Clara Strasser Ceballos holds a Master's degree in Statistics and a Bachelor's degree in Economics from the University of Munich (LMU). In her Master's thesis, she used a machine learning algorithm to identify risk factors associated with psychological intimate partner violence (IPV) against women in Mexico. This involved meticulous handling of diverse survey datasets from Mexico and careful tuning of the machine learning algorithm to identify groups of women most at risk of experiencing psychological IPV.

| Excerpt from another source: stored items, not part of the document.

impl<G: WaveGen> StationManager<G> {
    /// Create a manager over a pool and a station list
    pub fn new(pool: WaveGenPool<G>, stations: Vec<Station>, config: PipelineConfig) -> Self {
        info!(
            "Station manager: {} stations, {} generators, pipelining {}",
            stations.len(),
            pool.capacity(),
            if config.enabled { "on" } else { "off" }
        );
        Self {
            pool,
            stations,
            pipeline: PipelineState::new(config.enabled),
            config,
            event_buffer: Vec::new(),
        }
    }

    /// Build a manager from a validated configuration
    pub fn from_config(config: &SimulatorConfig, generators: Vec<G>) -> Result<Self, ConfigError> {
        config.validate()?;
        if generators.len() != config.generators {
            return Err(ConfigError::GeneratorCountMismatch {
                expected: config.generators,
                actual: generators.len(),
            });
        }
        let mut manager = Self::new(
            WaveGenPool::new(generators),
            config.build_stations(),
            config.pipeline,
        );
        manager.setup_pipeline(config.vfo_start_hz as f64);
        Ok(manager)
    }

    /// Pipelining settings in use
    pub fn config(&self) -> &PipelineConfig {
        &self.config
    }

    // ------------------------------------------------------------------
    // Tick
    // ------------------------------------------------------------------

    /// Run one scheduling pass
    ///
    /// Every station follows the tuning first, then allocation runs, then
    /// audible stations advance their cadence. A station promoted here
    /// starts on this tick's frequencies, and a tone that keys up this tick
    /// already has them.
    pub fn tick<M: SignalMeter + ?Sized>(&mut self, now: Millis, tuning: &Tuning, meter: &mut M) {
        for station in self.stations.iter_mut() {
            station.update(&mut self.pool, tuning);
        }

        self.update_stations(tuning.vfo_hz(), now);

        for station in self.stations.iter_mut() {
            if station.state() == StationState::Audible {
                station.step(&mut self.pool, meter, now);
            }
        }
    }

    /// Pipeline, allocation and recycling for a VFO reading
    pub fn update_stations(&mut self, vfo: f64, now: Millis) {
        if self.pipeline.enabled {
            self.update_pipeline(vfo, now);
        }
        self.allocate_generators(vfo, now);
        if self.pipeline.enabled {
            self.recycle_dormant_stations(vfo);
        }
    }

    // ------------------------------------------------------------------
    // Allocation
    // ------------------------------------------------------------------

    /// Hand generators to the stations closest to `vfo`
    ///
    /// Ties on distance go to the lower index, so a given VFO trajectory
    /// always yields the same outcome.
    pub fn allocate_generators(&mut self, vfo: f64, now: Millis) {
        let range = self.config.audible_range_hz;

        for station in self.stations.iter_mut() {
            let state = station.state();
            let in_range = station.distance_to(vfo) <= range;
            if in_range || !matches!(state, StationState::Audible | StationState::Silent) {
                continue;
            }
            station.set_station_state(&mut self.pool, StationState::Active);
            if state == StationState::Audible {
                self.event_buffer
                    .push(SchedulerEvent::StationDemoted { id: station.id() });
            }
        }

        let mut candidates: Vec<usize> = (0..self.stations.len())
            .filter(|&i| {
                let station = &self.stations[i];
                station.state() != StationState::Dormant && station.distance_to(vfo) <= range
            })
            .collect();
        candidates.sort_by(|&a, &b| {
            self.stations[a]
                .distance_to(vfo)
                .total_cmp(&self.stations[b].distance_to(vfo))
                .then(a.cmp(&b))
        });

        let capacity = self.pool.capacity();
        let mut budget = capacity;
        let mut winners = Vec::new();
        let mut losers = Vec::new();
        for i in candidates {
            let required = self.stations[i].required_generators();
            if required <= budget {
                budget -= required;
                winners.push(i);
            } else {
                losers.push(i);
            }
        }

        // Closest winner still waiting for generators
        let contender = winners
            .iter()
            .filter(|&&i| self.stations[i].state() != StationState::Audible)
            .map(|&i| self.stations[i].distance_to(vfo))
            .reduce(f64::min);

        for &i in &losers {
            let state = self.stations[i].state();
            let evict = match state {
                StationState::Audible => contender
                    .is_some_and(|distance| self.can_interrupt_station(i, vfo, distance)),
                StationState::Active => true,
                _ => false,
            };
            if evict {
                self.silence_station(i, vfo);
            }
        }

        let mut reserved: usize = self
            .stations
            .iter()
            .filter(|s| s.state() == StationState::Audible)
            .map(|s| s.required_generators())
            .sum();

        for &i in &winners {
            let station = &mut self.stations[i];
            if station.state() == StationState::Audible {
                continue;
            }
            let required = station.required_generators();
            if reserved + required <= capacity && station.begin(&mut self.pool, now) {
                reserved += required;
                station.set_station_state(&mut self.pool, StationState::Audible);
                let distance_hz = station.distance_to(vfo);
                debug!("Station {} promoted at {:.0} Hz", station.id(), distance_hz);
                self.event_buffer.push(SchedulerEvent::StationPromoted {
                    id: station.id(),
                    distance_hz,
                });
            } else if station.state() != StationState::Silent {
                self.silence_station(i, vfo);
            }
        }
    }

    /// Whether an audible station may give up its generators to a contender
    /// `contender_distance` Hz from the VFO
    ///
    /// Only a station farther out than the contender is interrupted, so the
    /// closest station is never evicted. A station between sequences holds
    /// nothing and can always step aside.
    pub fn can_interrupt_station(&self, index: usize, vfo: f64, contender_distance: f64) -> bool {
        let Some(station) = self.stations.get(index) else {
            return false;
        };
        if station.state() != StationState::Audible {
            return false;
        }
        station.held_generators() == 0 || station.distance_to(vfo) > contender_distance
    }

    fn silence_station(&mut self, index: usize, vfo: f64) {
        let station = &mut self.stations[index];
        station.set_station_state(&mut self.pool, StationState::Silent);
        let distance_hz = station.distance_to(vfo);
        debug!("Station {} silenced at {:.0} Hz", station.id(), distance_hz);
        self.event_buffer.push(SchedulerEvent::StationSilenced {
            id: station.id(),
            distance_hz,
        });
    }

    // ------------------------------------------------------------------
    // Pipelining
    // ------------------------------------------------------------------

    /// Centre the pipeline on `vfo`
    pub fn setup_pipeline(&mut self, vfo: f64) {
        self.pipeline.setup(vfo);
        info!("Pipeline centred on {:.1} Hz", vfo);
    }

    /// Turn dynamic pipelining on or off
    pub fn enable_dynamic_pipelining(&mut self, enable: bool) {
        self.pipeline.enabled = enable;
        self.config.enabled = enable;
        info!(
            "Dynamic pipelining {}",
            if enable { "enabled" } else { "disabled" }
        );
    }

    pub fn is_dynamic_pipelining_enabled(&self) -> bool {
        self.pipeline.enabled
    }

    /// Pipelining is on but the VFO is standing still
    pub fn is_pipeline_paused(&self) -> bool {
        self.pipeline.is_paused()
    }

    /// -1 tuning down, 1 tuning up, 0 stopped
    pub fn tuning_direction(&self) -> i8 {
        self.pipeline.direction()
    }

    pub fn pipeline_center_freq(&self) -> f64 {
        self.pipeline.center()
    }

    /// Track tuning and reallocate once the VFO has moved far enough
    pub fn update_pipeline(&mut self, vfo: f64, now: Millis) {
        self.pipeline.detect(vfo, now, &self.config);
        if let Some(direction) = self.pipeline.take_reallocation(vfo, &self.config) {
            self.reallocate_stations(vfo, direction, now);
            self.event_buffer.push(SchedulerEvent::PipelineReallocated {
                center_hz: vfo,
                direction,
            });
        }
    }

    /// Move spare stations onto free spots ahead of the tuning direction
    fn reallocate_stations(&mut self, vfo: f64, direction: i8, now: Millis) {
        let spacing = self.config.station_spacing_hz;
        let mut moved = 0;

        for target in pipeline::targets(vfo, direction, &self.config) {
            let crowded = self.stations.iter().any(|s| {
                s.state() != StationState::Dormant && (s.fixed_frequency() - target).abs() < spacing
            });
            if crowded {
                continue;
            }
            let Some(index) = self.find_relocatable_station(vfo) else {
                break;
            };
            let station = &mut self.stations[index];
            let from_hz = station.fixed_frequency();
            station.reinitialize(&mut self.pool, now, target);
            self.event_buffer.push(SchedulerEvent::StationRelocated {
                id: station.id(),
                from_hz,
                to_hz: target,
            });
            moved += 1;
        }

        info!(
            "Pipeline reallocated around {:.1} Hz heading {}: {} stations moved",
            vfo,
            if direction > 0 { "up" } else { "down" },
            moved
        );
    }

    /// A dormant station, or else the farthest one out of audible range
    fn find_relocatable_station(&self, vfo: f64) -> Option<usize> {
        if let Some(index) = self
            .stations
            .iter()
            .position(|s| s.state() == StationState::Dormant)
        {
            return Some(index);
        }
        self.stations
            .iter()
            .enumerate()
            .filter(|(_, s)| {
                s.state() == StationState::Active
                    && s.distance_to(vfo) > self.config.audible_range_hz
            })
            .max_by(|(_, a), (_, b)| a.distance_to(vfo).total_cmp(&b.distance_to(vfo)))
            .map(|(index, _)| index)
    }

    /// Park stations that have fallen out of the lookahead range
    pub fn recycle_dormant_stations(&mut self, vfo: f64) {
        let lookahead = self.config.lookahead_range_hz;
        for station in self.stations.iter_mut() {
            if station.state() == StationState::Active && station.distance_to(vfo) > lookahead {
                station.set_station_state(&mut self.pool, StationState::Dormant);
                self.event_buffer
                    .push(SchedulerEvent::StationDormant { id: station.id() });
            }
        }
    }

    // ------------------------------------------------------------------
    // Queries
    // ------------------------------------------------------------------

    /// Stations the scheduler is tracking (anything not dormant)
    pub fn active_station_count(&self) -> usize {
        self.stations
            .iter()
            .filter(|s| s.state() != StationState::Dormant)
            .count()
    }

    pub fn audible_station_count(&self) -> usize {
        self.stations
            .iter()
            .filter(|s| s.state() == StationState::Audible)
            .count()
    }

    pub fn station(&self, id: StationId) -> Option<&Station> {
        self.stations.iter().find(|s| s.id() == id)
    }

    /// Station by position in the configuration
    pub fn station_at(&self, index: usize) -> Option<&Station> {
        self.stations.get(index)
    }

    pub fn stations(&self) -> &[Station] {
        &self.stations
    }

    pub fn pool(&self) -> &WaveGenPool<G> {
        &self.pool
    }

    /// Owner of every generator slot
    pub fn generator_assignments(&self) -> Vec<Option<StationId>> {
        self.pool.assignments()
    }

    /// Re-send register contents on every held generator
    pub fn refresh_generators(&mut self) {
        for station in self.stations.iter_mut() {
            station.force_wave_generator_refresh(&mut self.pool);
        }
    }

    /// Drain all pending events
    pub fn drain_events(&mut self) -> Vec<SchedulerEvent> {
        std::mem::take(&mut self.event_buffer)
    }

    /// Release every generator
    ///
    /// Audible stations drop back to `Active`; the pool is left empty.
    pub fn end_all(&mut self) {
        for station in self.stations.iter_mut() {
            if station.state() == StationState::Audible {
                station.set_station_state(&mut self.pool, StationState::Active);
            }
            station.end(&mut self.pool);
        }
        info!("All stations ended, {} generators free", self.pool.free_count());
    }
}
//! Sine-wave generator interface

use serde::{Deserialize, Serialize};

/// One of the two frequency registers of a generator
///
/// The primary register carries the tone. The secondary register is parked
/// at the silent frequency so that deselecting the primary mutes the output
/// without reprogramming it.
#[derive(Debug, Clone, Copy, PartialEq, Eq, Hash, Serialize, Deserialize)]
pub enum Register {
    Primary,
    Secondary,
}

impl Register {
    /// Array index for register-backed storage
    pub fn index(self) -> usize {
        match self {
            Register::Primary => 0,
            Register::Secondary => 1,
        }
    }
}

/// A hardware (or virtual) sine-wave generator
pub trait WaveGen {
    /// Program a frequency register
    fn set_frequency(&mut self, hz: f64, register: Register);

    /// Select the primary register (`true`) or the silent secondary (`false`)
    fn set_active_frequency(&mut self, active: bool);

    /// Re-send the current register contents to the device
    fn force_refresh(&mut self);

    /// Currently programmed frequency of a register
    fn frequency(&self, register: Register) -> f64;

    /// Whether the primary register is selected
    fn is_active(&self) -> bool;
}

impl<G: WaveGen + ?Sized> WaveGen for Box<G> {
    fn set_frequency(&mut self, hz: f64, register: Register) {
        (**self).set_frequency(hz, register)
    }

    fn set_active_frequency(&mut self, active: bool) {
        (**self).set_active_frequency(active)
    }

    fn force_refresh(&mut self) {
        (**self).force_refresh()
    }

    fn frequency(&self, register: Register) -> f64 {
        (**self).frequency(register)
    }

    fn is_active(&self) -> bool {
        (**self).is_active()
    }
}
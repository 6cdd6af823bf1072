//! Console settings

use std::path::PathBuf;

use serde::{Deserialize, Serialize};
use tele_sched::SimulatorConfig;

use crate::sweep::SweepSettings;

/// Dispatcher settings
#[derive(Debug, Clone, PartialEq, Serialize, Deserialize)]
#[serde(default)]
pub struct Settings {
    /// Dispatcher tick period in milliseconds
    pub tick_ms: u64,
    /// How often the station table is logged, in milliseconds
    pub summary_interval_ms: u64,
    /// Signal meter decay per tick
    pub meter_decay: u32,
    /// Stop after this long; run until Ctrl-C when absent
    pub run_for_ms: Option<u64>,
    pub sweep: SweepSettings,
    pub simulator: SimulatorConfig,
}

impl Default for Settings {
    fn default() -> Self {
        Self {
            tick_ms: 5,
            summary_interval_ms: 5000,
            meter_decay: 1,
            run_for_ms: None,
            sweep: SweepSettings::default(),
            simulator: SimulatorConfig::default(),
        }
    }
}

impl Settings {
    /// Get the XDG config directory for telesim
    /// Uses $XDG_CONFIG_HOME/telesim on Linux/macOS, falls back to ~/.config/telesim
    fn config_dir() -> Option<PathBuf> {
        if let Ok(xdg_config) = std::env::var("XDG_CONFIG_HOME") {
            let path = PathBuf::from(xdg_config);
            if path.is_absolute() {
                return Some(path.join("telesim"));
            }
        }

        dirs::home_dir().map(|h| h.join(".config").join("telesim"))
    }

    /// Get the settings file path
    pub fn settings_path() -> Option<PathBuf> {
        Self::config_dir().map(|p| p.join("config.json"))
    }

    /// Load settings from disk, falling back to defaults
    pub fn load() -> Self {
        Self::settings_path()
            .and_then(|path| std::fs::read_to_string(path).ok())
            .and_then(|s| serde_json::from_str(&s).ok())
            .unwrap_or_default()
    }

    /// Save settings to disk
    pub fn save(&self) -> Result<(), String> {
        let path =
            Self::settings_path().ok_or_else(|| "Could not determine settings path".to_string())?;

        if let Some(parent) = path.parent() {
            std::fs::create_dir_all(parent)
                .map_err(|e| format!("Failed to create settings directory: {}", e))?;
        }

        let json = serde_json::to_string_pretty(self)
            .map_err(|e| format!("Failed to serialize settings: {}", e))?;

        std::fs::write(&path, json).map_err(|e| format!("Failed to write settings: {}", e))?;

        Ok(())
    }
}

#[cfg(test)]
mod tests {
    use super::*;
    use crate::sweep::SweepMode;

    #[test]
    fn test_partial_file_keeps_defaults() {
        let json = r#"{ "tick_ms": 10, "sweep": { "mode": "hold" } }"#;
        let settings: Settings = serde_json::from_str(json).unwrap();
        assert_eq!(settings.tick_ms, 10);
        assert_eq!(settings.sweep.mode, SweepMode::Hold);
        assert_eq!(settings.summary_interval_ms, 5000);
        assert_eq!(settings.simulator, SimulatorConfig::default());
    }

    #[test]
    fn test_serialized_defaults_read_back() {
        let json = serde_json::to_string_pretty(&Settings::default()).unwrap();
        let settings: Settings = serde_json::from_str(&json).unwrap();
        assert_eq!(settings, Settings::default());
    }
}
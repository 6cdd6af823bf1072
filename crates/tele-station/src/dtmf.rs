//! DTMF keypad frequencies

/// Low-group (row) frequencies in Hz
pub const ROW_FREQS: [f64; 4] = [697.0, 770.0, 852.0, 941.0];

/// High-group (column) frequencies in Hz
pub const COL_FREQS: [f64; 4] = [1209.0, 1336.0, 1477.0, 1633.0];

/// Row and column of a keypad character
fn position(c: char) -> Option<(usize, usize)> {
    let pos = match c.to_ascii_uppercase() {
        '1' => (0, 0),
        '2' => (0, 1),
        '3' => (0, 2),
        'A' => (0, 3),
        '4' => (1, 0),
        '5' => (1, 1),
        '6' => (1, 2),
        'B' => (1, 3),
        '7' => (2, 0),
        '8' => (2, 1),
        '9' => (2, 2),
        'C' => (2, 3),
        '*' => (3, 0),
        '0' => (3, 1),
        '#' => (3, 2),
        'D' => (3, 3),
        _ => return None,
    };
    Some(pos)
}

/// Row and column tones of a keypad character
///
/// Anything that is not on the 16-key pad yields `None` and is dialed as
/// silence.
pub fn dtmf_tones(c: char) -> Option<(f64, f64)> {
    position(c).map(|(row, col)| (ROW_FREQS[row], COL_FREQS[col]))
}
//! Simulation Library
//!
//! Stand-ins for the hardware a station simulator drives, so the scheduler
//! can run in tests and in the console runner:
//!
//! - **VirtualWaveGen**: a generator that tracks its registers and records
//!   every command it receives
//! - **VirtualSignalMeter**: a charge accumulator that decays between ticks
//!
//! # Example
//!
//! ```rust
//! use tele_core::{Register, WaveGen};
//! use tele_sim::{VirtualWaveGen, WaveGenCommand};
//!
//! let mut generator = VirtualWaveGen::new("AD9833 #0");
//! generator.set_frequency(440.0, Register::Primary);
//! generator.set_active_frequency(true);
//!
//! assert_eq!(generator.audible_frequency(), Some(440.0));
//! assert_eq!(generator.take_commands().len(), 2);
//! ```

pub mod generator;
pub mod meter;

pub use generator::{VirtualWaveGen, WaveGenCommand};
pub use meter::VirtualSignalMeter;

From 2021 to 2022, Clara worked as a research assistant at the ifo Institute in Munich, where she gained extensive insights into policy-oriented empirical economic research and made statistical contributions to various research projects. In 2023, Clara worked as a research assistant and student statistical consultant in the Statistical Consulting Lab (StaBLab) at the LMU. During her time at the StaBLab, Clara consulted undergraduate and postgraduate students working on their Bachelor's/Master's theses and dissertations in the fields of psychology, social sciences and communication. Additionally, Clara works as a mentor and social media coordinator for the women's refugee project Juno Munich.

Following the completion of her Master's degree in the winter semester of 2023/24, Clara continued her academic journey at LMU, focusing her research on investigating the social consequences of AI systems and their role in perpetuating social inequality. Her goal is to leverage data science for social good, thereof by addressing and preventing the social inequalities exacerbated by AI systems.